3.1. Mercury concentrations in whole blood
Across all sturgeon sampled, whole blood [THg] ranged from 108 to 5464 ng/g dw and averaged 761 ± 1121 ng/g dw. These concentrations are 2-3 times higher than [MeHg] in whole blood sampled from 35 Atlantic sturgeon (
Acipenser oxyrhynchus), which ranged from 30 to 250 ng/g dw (
Mallory et al. 2018). Conversely, our [THg] range was 2-3 times lower than [THg] from blood spots collected from Arctic char (
Salvelinus alpinus, ∼200–16 900 ng/g dw, assuming a percent moisture of 80%), another long-lived and cold-water fish (
Barst et al. 2020). Overall, the blood [THg] measured herein fell below the estimated lowest-observed-adverse-effect level in birds, noted by
Scheuhammer et al. (2015), of 3 μg/g ww (or roughly 15 000 ng/g dw), suggesting that concentrations in namew are not causing significant harm to fish health. We recognize that a fish benchmark would be more applicable; we were unable to find one based on fish blood specifically and thus chose to include the bird metric for reference. If one exists, we suggest it is more clearly discussed where applicable. Overall, the lack of Hg data in fish blood available in relevant literature is notable. For example,
Webb et al. (2006) report collecting blood, but do not report any data or results therein.
Blood [THg] levels differed in namew across the various sites sampled herein. Namew from the unimpacted North French River had significantly higher [THg] in their blood than Lower Mattagami River fish (
Fig. 2a;
p = 0.0012). When the specific dam sites were considered, North French namew had significantly higher [THg] compared to fish caught below and above the hydroelectric complex (
Fig. 2b;
p = 0.026 and 0.038, respectively). However, there was no significant difference between namew caught below and above the hydroelectric complex (
p = 0.99;
Fig. 2b). These comparisons were made with unadjusted [THg] that do not account for any differences in fish size among the sites compared; see Section 3.2 for more information.
Methyl [Hg] in namew blood ranged from 76 to 1749 ng/g dw, which represented 62.5%–84.1% of the [THg] measured across all fish sampled. The blood [MeHg] of 30–2500 ng/g measured in Atlantic sturgeon (
Mallory et al. 2018) was more comparable to our [MeHg] than our [THg] estimates, as discussed above. While not statistically compared due to low sample sizes, [MeHg] was more similar between sites than [THg] (
Fig. 2c). Interestingly, namew caught below the most downstream generating station (i.e., below Kipling Generating Station), had more variable [THg], [MeHg], and %MeHg than fish from the other sites (
Figs. 2c and
2d). Similarly, blood %MeHg was comparable across sites but was most variable in fish caught below the Kipling Generating Station (
Figs. 2e and
2f). It is possible that these fish include individuals from upstream, since namew have been documented moving through the spillways and traveling downstream (according to unpublished acoustic telemetry data from the Learning from Lake Sturgeon program), adding to the variability in fish at this site (O'Connor, Simard, unpublished).

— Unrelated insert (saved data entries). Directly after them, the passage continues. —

//! Checkpointed per-item processing
//!
//! `ResumableRun` drives one stage's item loop against its checkpoint:
//!
//! 1. An id already in `processed_ids` is looked up in the repository. A
//!    hit is reused and reported as skipped. A miss means the checkpoint
//!    drifted from storage: the id is un-marked and processed again.
//! 2. A success is written to the repository first, then marked processed.
//!    A failure is marked failed and optionally queued for manual review.
//! 3. The checkpoint is saved after every processed item.
//!
//! The repository stays authoritative; the checkpoint only saves work.

use crate::storage::{CheckpointManager, CheckpointState, ManualReviewQueue, Repository};
use crate::Result;
use msc_common::events::{EventError, EventType, Observable, PipelineEvent};
use serde_json::{Map, Value};
use tracing::{debug, warn};

/// Details for a manual review entry
#[derive(Debug, Clone, PartialEq)]
pub struct ReviewRequest {
    pub title: String,
    pub artist: String,
    pub reason: String,
    pub metadata: Option<Map<String, Value>>,
}

/// Result of the work done for one item
#[derive(Debug)]
pub enum ItemOutcome<T> {
    Completed {
        value: T,
        message: String,
    },
    Failed {
        message: String,
        error: Option<EventError>,
        review: Option<ReviewRequest>,
    },
}

impl<T> ItemOutcome<T> {
    pub fn completed(value: T, message: impl Into<String>) -> Self {
        ItemOutcome::Completed {
            value,
            message: message.into(),
        }
    }

    pub fn failed(message: impl Into<String>) -> Self {
        ItemOutcome::Failed {
            message: message.into(),
            error: None,
            review: None,
        }
    }

    pub fn with_error(self, error: impl Into<EventError>) -> Self {
        match self {
            ItemOutcome::Failed {
                message, review, ..
            } => ItemOutcome::Failed {
                message,
                error: Some(error.into()),
                review,
            },
            completed => completed,
        }
    }

    pub fn with_review(self, request: ReviewRequest) -> Self {
        match self {
            ItemOutcome::Failed { message, error, .. } => ItemOutcome::Failed {
                message,
                error,
                review: Some(request),
            },
            completed => completed,
        }
    }
}

/// What happened to one item
#[derive(Debug, Clone, PartialEq)]
pub enum ItemResult<T> {
    /// Already processed in an earlier run; stored value reused
    Reused(T),
    Completed(T),
    Failed,
}

impl<T> ItemResult<T> {
    pub fn into_value(self) -> Option<T> {
        match self {
            ItemResult::Reused(value) | ItemResult::Completed(value) => Some(value),
            ItemResult::Failed => None,
        }
    }
}

/// One stage's checkpointed pass over its items
pub struct ResumableRun<'a> {
    stage_name: String,
    checkpoints: &'a CheckpointManager,
    observable: &'a Observable,
    state: CheckpointState,
    resumed: bool,
}

impl<'a> ResumableRun<'a> {
    /// Resume the checkpoint stored under `checkpoint_key`, or start a new one
    ///
    /// `metadata` is only used for a new checkpoint. Resuming emits
    /// `CHECKPOINT_LOADED`.
    pub fn start(
        stage_name: &str,
        checkpoint_key: &str,
        checkpoints: &'a CheckpointManager,
        observable: &'a Observable,
        metadata: Map<String, Value>,
    ) -> Result<Self> {
        let (state, resumed) = match checkpoints.load(checkpoint_key) {
            Some(state) => (state, true),
            None => (CheckpointManager::create(checkpoint_key, Some(metadata)), false),
        };

        let run = Self {
            stage_name: stage_name.to_string(),
            checkpoints,
            observable,
            state,
            resumed,
        };

        if resumed {
            let summary = run.state.summary();
            run.emit(
                PipelineEvent::new(EventType::CheckpointLoaded)
                    .with_message(format!(
                        "Resuming from checkpoint: {} processed, {} failed",
                        summary.processed, summary.failed
                    ))
                    .with_meta("processed", summary.processed)
                    .with_meta("failed", summary.failed)
                    .with_meta("skipped", summary.skipped),
            )?;
        }

        Ok(run)
    }

    pub fn state(&self) -> &CheckpointState {
        &self.state
    }

    pub fn is_resumed(&self) -> bool {
        self.resumed
    }

    /// Process one item
    ///
    /// `work` is only called when no stored result can be reused.
    pub fn process<T, F>(
        &mut self,
        id: &str,
        label: &str,
        repository: &mut dyn Repository<T>,
        review_queue: Option<&mut ManualReviewQueue>,
        work: F,
    ) -> Result<ItemResult<T>>
    where
        T: Clone,
        F: FnOnce() -> ItemOutcome<T>,
    {
        if let Some(stored) = self.reuse(id, label, repository)? {
            return Ok(ItemResult::Reused(stored));
        }

        self.emit(
            PipelineEvent::new(EventType::ItemProcessing)
                .with_item(id)
                .with_message(format!("Processing: {}", label)),
        )?;

        match work() {
            ItemOutcome::Completed { value, message } => {
                repository.add(value.clone())?;
                self.state.mark_processed(id);
                self.checkpoints.save(&self.state)?;
                self.emit(
                    PipelineEvent::new(EventType::ItemCompleted)
                        .with_item(id)
                        .with_message(message),
                )?;
                Ok(ItemResult::Completed(value))
            }
            ItemOutcome::Failed {
                message,
                error,
                review,
            } => {
                if let (Some(queue), Some(request)) = (review_queue, review) {
                    queue.add(
                        id,
                        &request.title,
                        &request.artist,
                        &request.reason,
                        request.metadata,
                    )?;
                }
                self.state.mark_failed(id);
                self.checkpoints.save(&self.state)?;

                let mut event = PipelineEvent::new(EventType::ItemFailed)
                    .with_item(id)
                    .with_message(message);
                if let Some(error) = error {
                    event = event.with_error(error);
                }
                self.emit(event)?;
                Ok(ItemResult::Failed)
            }
        }
    }

    /// Record an item the stage deliberately does not process
    pub fn skip(&mut self, id: &str, message: impl Into<String>) -> Result<()> {
        self.state.mark_skipped(id);
        self.checkpoints.save(&self.state)?;
        self.emit(
            PipelineEvent::new(EventType::ItemSkipped)
                .with_item(id)
                .with_message(message),
        )
    }

    /// Consume the run, returning the final checkpoint state
    pub fn finish(self) -> CheckpointState {
        self.state
    }

    fn reuse<T>(
        &mut self,
        id: &str,
        label: &str,
        repository: &dyn Repository<T>,
    ) -> Result<Option<T>> {
        if !self.state.is_processed(id) {
            return Ok(None);
        }

        match repository.get(id) {
            Some(stored) => {
                debug!("Skipping already processed item: {}", id);
                self.emit(
                    PipelineEvent::new(EventType::ItemSkipped)
                        .with_item(id)
                        .with_message(format!("Already processed: {}", label)),
                )?;
                Ok(Some(stored))
            }
            None => {
                warn!(
                    stage = %self.stage_name,
                    item = %id,
                    "Item in checkpoint but missing from repository, reprocessing"
                );
                self.state.unmark_processed(id);
                Ok(None)
            }
        }
    }

    fn emit(&self, event: PipelineEvent) -> Result<()> {
        self.observable
            .notify(&event.with_stage(self.stage_name.as_str()))?;
        Ok(())
    }
}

The %MeHg in fish blood is expected to be high, due to the efficient uptake of MeHg from intestinal tissue, relative to inorganic Hg (Hg(II);
Peng et al. 2016).
3.2. Relationships between mercury measures in blood and fish size
Overall, larger namew had higher [THg] in their blood. Fork length was a significant predictor of blood [THg] within two out of the three sites tested (
Fig. 3a). More specifically, namew from the North French River and from above the hydroelectric complex (i.e., Little Long Generating Station) had significantly higher [THg] as fish fork lengths increased. Fish from below this complex (i.e., below Kipling Generating Station) showed a similarly positive but insignificant blood [THg] versus fork length relationship (
Fig. 3a). The slopes of these relationships did not differ significantly among sites (ANCOVA interaction term
p = 0.927; Table SI-5) and, when combined, blood [THg] showed a significant and positive relationship with fork length across all sturgeon (
r2 = 0.22,
p < 0.001;
Fig. 3a). Blood %MeHg also showed a positive linear trend with fork length, but the relationship was statistically insignificant (
r2 = 0.15,
p = 0.121; Fig. SI-1b). It is possible that higher [Hg] in blood from larger sturgeon may reflect a shift in diet;
Jansen (2022) found that larger lake sturgeon ate larger prey with higher Hg burdens in Manitoba rivers (Canada). Additionally, [Hg] in fish blood has been shown to correlate with muscle and liver [Hg] (
Cizdziel et al. 2003), and thus reflect the overall body burden in a fish, which is known to increase with fish size. Interestingly,
Mallory et al. (2018) found that the relationship between blood [MeHg] and body size in Atlantic sturgeon was dependent on sex; only female Atlantic sturgeon showed a significant positive relationship. We did not determine sex for the namew sampled in the current study.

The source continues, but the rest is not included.